__Assigned task__: If a line of the listing contains the string "near", return that line.
--- Given information Enclosed Below ---
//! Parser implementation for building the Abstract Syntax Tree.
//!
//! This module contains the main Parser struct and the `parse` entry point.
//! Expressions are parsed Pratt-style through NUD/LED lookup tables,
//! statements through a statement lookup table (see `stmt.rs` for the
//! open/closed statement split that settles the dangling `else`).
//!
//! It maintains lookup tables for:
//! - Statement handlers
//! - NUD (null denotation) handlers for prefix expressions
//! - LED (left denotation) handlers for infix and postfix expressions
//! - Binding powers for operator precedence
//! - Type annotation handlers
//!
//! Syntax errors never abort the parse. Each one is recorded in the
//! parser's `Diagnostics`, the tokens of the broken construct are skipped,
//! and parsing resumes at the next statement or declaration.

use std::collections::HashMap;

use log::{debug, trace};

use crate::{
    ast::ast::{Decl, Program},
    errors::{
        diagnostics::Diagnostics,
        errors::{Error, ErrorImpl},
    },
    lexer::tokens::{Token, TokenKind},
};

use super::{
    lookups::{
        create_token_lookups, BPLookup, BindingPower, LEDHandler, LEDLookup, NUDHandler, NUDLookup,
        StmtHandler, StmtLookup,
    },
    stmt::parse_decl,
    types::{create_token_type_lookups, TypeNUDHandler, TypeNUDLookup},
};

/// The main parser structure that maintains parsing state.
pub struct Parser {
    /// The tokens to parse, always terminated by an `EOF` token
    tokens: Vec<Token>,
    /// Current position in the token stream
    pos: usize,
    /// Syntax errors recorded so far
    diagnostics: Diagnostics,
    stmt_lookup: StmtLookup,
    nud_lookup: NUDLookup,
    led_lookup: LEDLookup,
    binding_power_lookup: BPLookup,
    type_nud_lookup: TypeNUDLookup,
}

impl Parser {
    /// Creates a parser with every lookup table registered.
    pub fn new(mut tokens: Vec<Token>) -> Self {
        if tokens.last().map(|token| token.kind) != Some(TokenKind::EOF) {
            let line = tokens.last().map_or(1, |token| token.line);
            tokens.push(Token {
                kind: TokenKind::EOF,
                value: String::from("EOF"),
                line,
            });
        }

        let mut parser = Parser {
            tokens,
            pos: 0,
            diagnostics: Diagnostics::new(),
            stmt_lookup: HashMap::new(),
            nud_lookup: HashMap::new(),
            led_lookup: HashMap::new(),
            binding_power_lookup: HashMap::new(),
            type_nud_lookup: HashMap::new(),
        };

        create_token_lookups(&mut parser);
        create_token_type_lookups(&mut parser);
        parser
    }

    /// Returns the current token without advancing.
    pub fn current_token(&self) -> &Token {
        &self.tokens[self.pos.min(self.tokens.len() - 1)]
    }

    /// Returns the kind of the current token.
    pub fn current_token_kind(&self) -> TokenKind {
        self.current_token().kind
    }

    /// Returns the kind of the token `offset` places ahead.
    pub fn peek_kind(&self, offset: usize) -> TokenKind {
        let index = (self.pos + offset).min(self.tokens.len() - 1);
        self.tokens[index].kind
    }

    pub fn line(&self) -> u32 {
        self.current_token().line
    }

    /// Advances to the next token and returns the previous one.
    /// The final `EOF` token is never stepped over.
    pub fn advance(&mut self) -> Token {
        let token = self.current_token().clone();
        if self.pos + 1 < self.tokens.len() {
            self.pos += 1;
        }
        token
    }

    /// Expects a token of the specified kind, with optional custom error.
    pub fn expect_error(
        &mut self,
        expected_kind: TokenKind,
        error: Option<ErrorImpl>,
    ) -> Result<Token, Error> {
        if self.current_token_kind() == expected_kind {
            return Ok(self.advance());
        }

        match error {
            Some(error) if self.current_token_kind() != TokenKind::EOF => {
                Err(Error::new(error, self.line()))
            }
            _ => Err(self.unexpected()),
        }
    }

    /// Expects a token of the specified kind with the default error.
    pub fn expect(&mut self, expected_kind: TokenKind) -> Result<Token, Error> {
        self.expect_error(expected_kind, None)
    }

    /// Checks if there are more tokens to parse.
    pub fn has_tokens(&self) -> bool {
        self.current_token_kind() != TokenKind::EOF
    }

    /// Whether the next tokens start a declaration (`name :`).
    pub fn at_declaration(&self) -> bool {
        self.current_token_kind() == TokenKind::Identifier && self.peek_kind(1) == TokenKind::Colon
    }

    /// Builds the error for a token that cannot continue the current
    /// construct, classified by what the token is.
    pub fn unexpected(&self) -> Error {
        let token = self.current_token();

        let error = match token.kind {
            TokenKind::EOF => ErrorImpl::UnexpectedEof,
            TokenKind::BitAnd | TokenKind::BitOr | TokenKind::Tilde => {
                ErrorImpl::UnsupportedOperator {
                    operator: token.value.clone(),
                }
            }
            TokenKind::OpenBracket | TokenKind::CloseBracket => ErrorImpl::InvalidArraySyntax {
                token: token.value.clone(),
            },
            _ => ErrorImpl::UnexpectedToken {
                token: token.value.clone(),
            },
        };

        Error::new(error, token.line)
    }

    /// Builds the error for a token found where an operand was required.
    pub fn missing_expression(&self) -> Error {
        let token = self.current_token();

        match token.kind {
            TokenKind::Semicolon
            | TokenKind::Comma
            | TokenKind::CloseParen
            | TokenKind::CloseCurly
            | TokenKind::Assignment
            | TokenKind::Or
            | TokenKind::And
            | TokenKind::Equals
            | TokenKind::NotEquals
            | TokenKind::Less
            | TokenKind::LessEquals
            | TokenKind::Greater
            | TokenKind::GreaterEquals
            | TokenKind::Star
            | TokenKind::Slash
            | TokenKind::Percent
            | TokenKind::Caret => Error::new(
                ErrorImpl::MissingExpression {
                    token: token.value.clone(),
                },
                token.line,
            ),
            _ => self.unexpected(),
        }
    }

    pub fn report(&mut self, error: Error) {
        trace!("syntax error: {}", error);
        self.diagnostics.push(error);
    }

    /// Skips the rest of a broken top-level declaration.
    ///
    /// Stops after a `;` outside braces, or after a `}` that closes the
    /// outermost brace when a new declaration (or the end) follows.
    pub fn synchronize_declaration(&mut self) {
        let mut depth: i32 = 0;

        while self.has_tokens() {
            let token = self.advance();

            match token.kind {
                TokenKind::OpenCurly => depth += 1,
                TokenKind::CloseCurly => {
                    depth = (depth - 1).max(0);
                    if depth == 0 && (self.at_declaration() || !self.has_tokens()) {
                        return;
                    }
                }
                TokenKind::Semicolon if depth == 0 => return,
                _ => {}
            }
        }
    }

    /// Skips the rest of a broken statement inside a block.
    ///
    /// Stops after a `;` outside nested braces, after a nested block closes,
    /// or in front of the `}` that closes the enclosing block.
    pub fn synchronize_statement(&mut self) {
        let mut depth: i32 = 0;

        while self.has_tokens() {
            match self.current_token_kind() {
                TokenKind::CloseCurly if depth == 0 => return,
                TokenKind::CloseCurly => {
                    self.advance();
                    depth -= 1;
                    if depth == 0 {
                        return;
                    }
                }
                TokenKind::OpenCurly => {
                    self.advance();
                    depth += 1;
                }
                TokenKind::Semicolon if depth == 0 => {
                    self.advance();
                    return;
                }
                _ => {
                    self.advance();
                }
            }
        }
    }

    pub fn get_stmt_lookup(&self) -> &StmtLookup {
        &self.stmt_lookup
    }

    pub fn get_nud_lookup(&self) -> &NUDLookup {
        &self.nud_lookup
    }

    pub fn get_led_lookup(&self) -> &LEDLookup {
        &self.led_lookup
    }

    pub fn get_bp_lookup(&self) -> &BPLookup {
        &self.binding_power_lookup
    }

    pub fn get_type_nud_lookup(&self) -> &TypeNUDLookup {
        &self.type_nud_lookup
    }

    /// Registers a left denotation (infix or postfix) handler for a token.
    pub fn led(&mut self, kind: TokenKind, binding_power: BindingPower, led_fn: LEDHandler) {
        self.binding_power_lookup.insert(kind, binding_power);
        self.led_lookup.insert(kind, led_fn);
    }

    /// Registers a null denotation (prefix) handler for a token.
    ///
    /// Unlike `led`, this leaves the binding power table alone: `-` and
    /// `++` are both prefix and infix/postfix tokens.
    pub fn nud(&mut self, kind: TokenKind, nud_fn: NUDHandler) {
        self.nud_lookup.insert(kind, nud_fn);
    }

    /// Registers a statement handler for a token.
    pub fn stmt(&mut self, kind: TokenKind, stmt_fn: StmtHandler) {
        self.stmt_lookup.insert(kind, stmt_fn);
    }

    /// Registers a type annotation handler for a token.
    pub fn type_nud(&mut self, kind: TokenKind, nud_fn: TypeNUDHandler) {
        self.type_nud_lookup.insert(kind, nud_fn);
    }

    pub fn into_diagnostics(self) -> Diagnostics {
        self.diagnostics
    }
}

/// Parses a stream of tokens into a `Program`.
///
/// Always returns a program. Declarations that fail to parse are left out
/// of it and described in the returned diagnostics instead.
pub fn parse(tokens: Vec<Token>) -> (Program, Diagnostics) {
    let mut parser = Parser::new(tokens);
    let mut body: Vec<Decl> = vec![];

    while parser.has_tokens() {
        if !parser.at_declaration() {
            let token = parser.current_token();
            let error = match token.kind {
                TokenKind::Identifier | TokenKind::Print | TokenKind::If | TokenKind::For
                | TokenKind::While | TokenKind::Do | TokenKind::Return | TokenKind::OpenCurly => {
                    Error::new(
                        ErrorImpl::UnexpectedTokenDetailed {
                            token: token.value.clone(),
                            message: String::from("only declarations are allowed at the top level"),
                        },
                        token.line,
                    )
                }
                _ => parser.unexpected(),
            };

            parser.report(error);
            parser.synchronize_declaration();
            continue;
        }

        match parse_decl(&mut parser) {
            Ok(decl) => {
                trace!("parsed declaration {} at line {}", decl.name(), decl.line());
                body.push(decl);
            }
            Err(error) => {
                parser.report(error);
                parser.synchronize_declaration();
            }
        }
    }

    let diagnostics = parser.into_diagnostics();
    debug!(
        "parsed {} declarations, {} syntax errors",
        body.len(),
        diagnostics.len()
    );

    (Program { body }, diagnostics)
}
--- End of Enclosed Given information ---
--- Given information Enclosed Below ---
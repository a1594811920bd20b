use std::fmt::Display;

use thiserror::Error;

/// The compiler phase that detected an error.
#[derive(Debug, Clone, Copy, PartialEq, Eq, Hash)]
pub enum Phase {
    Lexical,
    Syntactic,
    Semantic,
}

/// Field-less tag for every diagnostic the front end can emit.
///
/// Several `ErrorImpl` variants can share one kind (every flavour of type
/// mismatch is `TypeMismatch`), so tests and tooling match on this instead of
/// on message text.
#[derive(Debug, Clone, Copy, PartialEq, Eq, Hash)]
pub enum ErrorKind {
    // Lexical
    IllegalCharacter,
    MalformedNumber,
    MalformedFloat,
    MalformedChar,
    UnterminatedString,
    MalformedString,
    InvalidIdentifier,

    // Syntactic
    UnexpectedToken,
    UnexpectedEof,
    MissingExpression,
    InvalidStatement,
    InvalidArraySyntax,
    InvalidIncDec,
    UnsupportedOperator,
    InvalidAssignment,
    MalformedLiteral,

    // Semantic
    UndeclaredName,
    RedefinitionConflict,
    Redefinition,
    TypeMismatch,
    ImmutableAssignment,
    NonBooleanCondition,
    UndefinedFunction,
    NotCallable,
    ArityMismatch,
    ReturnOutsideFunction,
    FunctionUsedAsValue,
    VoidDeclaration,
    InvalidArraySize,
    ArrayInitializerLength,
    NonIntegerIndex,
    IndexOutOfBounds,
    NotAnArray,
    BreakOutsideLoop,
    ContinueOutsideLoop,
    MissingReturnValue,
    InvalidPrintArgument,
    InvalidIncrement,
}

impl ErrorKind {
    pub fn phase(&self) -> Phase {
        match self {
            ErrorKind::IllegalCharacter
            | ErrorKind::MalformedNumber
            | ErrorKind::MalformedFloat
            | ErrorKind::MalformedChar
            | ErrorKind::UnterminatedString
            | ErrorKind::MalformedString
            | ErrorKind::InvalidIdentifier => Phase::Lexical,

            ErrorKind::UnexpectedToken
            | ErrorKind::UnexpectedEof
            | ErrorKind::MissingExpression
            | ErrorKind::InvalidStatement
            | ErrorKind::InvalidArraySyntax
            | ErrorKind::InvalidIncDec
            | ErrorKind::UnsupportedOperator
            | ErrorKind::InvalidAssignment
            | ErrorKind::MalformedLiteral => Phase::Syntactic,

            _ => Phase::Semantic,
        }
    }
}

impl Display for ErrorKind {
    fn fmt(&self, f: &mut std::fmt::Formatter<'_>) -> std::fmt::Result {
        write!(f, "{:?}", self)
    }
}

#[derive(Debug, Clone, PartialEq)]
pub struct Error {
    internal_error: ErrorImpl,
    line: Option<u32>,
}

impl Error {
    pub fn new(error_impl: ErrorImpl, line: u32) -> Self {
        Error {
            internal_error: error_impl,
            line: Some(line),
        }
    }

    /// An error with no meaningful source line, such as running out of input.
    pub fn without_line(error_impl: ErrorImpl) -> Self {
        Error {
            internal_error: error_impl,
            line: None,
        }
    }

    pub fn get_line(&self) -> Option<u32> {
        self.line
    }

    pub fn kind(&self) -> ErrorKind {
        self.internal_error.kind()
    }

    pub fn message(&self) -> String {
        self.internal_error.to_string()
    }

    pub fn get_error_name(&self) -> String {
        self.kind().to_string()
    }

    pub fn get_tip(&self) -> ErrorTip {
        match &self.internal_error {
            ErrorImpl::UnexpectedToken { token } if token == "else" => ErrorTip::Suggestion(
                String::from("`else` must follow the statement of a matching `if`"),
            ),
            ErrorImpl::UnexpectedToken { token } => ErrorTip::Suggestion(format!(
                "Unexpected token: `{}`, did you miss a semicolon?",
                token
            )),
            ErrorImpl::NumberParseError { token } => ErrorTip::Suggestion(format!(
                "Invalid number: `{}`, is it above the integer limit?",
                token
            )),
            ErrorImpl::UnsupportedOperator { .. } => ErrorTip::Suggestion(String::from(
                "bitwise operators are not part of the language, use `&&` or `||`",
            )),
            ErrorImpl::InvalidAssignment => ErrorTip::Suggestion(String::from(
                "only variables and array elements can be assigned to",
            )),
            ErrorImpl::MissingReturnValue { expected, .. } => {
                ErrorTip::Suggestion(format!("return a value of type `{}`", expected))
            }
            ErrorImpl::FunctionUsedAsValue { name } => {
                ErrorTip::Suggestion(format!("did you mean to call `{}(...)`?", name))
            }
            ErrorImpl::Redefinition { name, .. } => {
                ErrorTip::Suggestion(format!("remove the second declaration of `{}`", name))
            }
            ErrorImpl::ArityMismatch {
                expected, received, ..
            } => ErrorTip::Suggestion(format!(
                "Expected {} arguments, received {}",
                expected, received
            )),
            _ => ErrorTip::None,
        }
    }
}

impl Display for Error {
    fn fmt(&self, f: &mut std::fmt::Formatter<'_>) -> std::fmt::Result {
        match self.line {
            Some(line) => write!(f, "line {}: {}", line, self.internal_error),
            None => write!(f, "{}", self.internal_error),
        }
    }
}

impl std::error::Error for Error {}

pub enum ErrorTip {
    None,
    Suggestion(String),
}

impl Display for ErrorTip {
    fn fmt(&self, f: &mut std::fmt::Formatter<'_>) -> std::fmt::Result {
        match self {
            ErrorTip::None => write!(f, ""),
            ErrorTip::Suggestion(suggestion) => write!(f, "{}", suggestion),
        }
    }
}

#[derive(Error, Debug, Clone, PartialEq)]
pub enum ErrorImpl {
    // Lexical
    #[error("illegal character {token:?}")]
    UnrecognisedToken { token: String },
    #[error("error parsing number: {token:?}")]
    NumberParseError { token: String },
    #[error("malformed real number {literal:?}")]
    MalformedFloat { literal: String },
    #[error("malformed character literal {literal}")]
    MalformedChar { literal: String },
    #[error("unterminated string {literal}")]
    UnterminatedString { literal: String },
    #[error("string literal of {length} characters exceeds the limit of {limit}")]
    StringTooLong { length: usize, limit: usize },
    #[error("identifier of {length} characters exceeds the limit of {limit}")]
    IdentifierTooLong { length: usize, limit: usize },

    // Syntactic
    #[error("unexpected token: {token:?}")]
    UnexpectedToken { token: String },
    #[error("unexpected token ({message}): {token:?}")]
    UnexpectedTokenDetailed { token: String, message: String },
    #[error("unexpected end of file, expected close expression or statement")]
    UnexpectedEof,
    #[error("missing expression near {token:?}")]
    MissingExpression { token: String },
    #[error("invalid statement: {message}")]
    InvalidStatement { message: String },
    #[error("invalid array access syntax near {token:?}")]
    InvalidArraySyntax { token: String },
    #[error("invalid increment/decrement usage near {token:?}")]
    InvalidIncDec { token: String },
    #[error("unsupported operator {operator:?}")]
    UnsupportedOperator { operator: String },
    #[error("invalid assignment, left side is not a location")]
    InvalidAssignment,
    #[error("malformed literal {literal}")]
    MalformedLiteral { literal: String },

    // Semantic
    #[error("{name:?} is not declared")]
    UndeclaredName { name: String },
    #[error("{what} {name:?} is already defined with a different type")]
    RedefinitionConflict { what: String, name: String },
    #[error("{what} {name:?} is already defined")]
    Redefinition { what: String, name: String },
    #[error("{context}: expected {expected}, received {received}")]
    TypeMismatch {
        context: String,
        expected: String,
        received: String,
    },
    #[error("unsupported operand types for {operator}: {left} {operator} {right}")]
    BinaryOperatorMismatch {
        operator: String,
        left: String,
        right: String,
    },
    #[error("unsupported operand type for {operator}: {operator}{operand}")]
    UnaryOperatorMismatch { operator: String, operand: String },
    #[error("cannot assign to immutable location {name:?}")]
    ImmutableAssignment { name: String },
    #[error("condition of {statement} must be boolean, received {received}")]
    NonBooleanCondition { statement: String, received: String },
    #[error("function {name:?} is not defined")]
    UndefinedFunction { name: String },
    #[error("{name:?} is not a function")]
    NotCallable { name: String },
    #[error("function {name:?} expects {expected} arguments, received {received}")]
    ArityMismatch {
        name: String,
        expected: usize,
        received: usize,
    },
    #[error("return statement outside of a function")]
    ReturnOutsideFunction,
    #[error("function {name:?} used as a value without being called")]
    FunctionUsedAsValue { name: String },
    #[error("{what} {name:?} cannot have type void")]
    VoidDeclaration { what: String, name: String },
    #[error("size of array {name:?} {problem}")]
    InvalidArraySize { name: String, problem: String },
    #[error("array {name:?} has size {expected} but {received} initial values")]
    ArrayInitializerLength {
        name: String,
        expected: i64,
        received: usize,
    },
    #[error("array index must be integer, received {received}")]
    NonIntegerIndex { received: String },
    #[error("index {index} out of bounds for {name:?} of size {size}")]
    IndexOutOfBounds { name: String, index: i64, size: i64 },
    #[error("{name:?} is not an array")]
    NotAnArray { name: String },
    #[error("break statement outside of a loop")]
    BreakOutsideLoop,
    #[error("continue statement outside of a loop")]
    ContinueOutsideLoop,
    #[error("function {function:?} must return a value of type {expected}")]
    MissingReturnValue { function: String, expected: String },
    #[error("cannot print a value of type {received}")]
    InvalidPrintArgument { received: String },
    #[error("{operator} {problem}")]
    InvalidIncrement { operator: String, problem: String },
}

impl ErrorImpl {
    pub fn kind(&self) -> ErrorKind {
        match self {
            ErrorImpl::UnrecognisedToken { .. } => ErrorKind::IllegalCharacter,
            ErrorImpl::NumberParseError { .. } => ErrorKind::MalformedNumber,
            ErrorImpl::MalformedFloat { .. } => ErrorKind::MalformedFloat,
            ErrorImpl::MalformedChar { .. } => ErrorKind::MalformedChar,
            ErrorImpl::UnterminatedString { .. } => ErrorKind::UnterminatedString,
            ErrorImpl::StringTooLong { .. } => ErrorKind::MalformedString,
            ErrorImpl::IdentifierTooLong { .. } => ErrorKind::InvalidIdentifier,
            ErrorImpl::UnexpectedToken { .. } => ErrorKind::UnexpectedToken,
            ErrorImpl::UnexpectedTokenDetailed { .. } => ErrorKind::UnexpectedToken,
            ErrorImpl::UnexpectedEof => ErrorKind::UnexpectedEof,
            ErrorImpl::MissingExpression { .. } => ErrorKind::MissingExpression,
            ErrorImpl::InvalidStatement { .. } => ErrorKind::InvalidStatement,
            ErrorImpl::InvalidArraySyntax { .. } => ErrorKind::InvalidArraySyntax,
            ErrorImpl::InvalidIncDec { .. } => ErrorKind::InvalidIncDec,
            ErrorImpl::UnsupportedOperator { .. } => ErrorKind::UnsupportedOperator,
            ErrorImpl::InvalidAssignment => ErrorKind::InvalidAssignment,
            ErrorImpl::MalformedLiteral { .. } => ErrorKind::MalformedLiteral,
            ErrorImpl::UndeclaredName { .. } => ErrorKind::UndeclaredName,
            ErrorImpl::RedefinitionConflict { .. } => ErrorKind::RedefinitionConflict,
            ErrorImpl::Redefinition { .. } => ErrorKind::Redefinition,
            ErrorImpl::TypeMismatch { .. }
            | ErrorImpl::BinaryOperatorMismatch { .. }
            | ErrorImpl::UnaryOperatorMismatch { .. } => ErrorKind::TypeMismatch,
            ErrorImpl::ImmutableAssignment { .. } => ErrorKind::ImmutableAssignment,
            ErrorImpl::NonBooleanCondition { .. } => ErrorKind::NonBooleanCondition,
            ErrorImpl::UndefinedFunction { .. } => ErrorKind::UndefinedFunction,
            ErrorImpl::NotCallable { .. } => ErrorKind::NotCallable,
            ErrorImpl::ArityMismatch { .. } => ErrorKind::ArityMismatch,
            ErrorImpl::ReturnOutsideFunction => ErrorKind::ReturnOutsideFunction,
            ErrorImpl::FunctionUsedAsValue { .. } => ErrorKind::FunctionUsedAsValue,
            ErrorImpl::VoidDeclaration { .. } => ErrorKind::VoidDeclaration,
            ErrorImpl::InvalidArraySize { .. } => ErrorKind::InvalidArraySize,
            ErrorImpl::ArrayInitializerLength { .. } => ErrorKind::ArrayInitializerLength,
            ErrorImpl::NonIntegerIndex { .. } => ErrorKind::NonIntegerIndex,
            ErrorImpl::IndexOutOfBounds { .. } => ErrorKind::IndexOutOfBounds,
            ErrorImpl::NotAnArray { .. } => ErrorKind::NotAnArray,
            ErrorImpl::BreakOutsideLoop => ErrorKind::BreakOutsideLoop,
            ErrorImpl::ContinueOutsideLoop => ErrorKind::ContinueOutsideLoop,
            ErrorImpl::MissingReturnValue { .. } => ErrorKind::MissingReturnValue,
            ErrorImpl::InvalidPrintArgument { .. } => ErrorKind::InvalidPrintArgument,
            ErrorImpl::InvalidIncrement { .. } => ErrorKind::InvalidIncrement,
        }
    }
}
--- End of Enclosed Given information ---
__Your response__:
    #[error("missing expression near {token:?}")]
    #[error("invalid array access syntax near {token:?}")]
    #[error("invalid increment/decrement usage near {token:?}")]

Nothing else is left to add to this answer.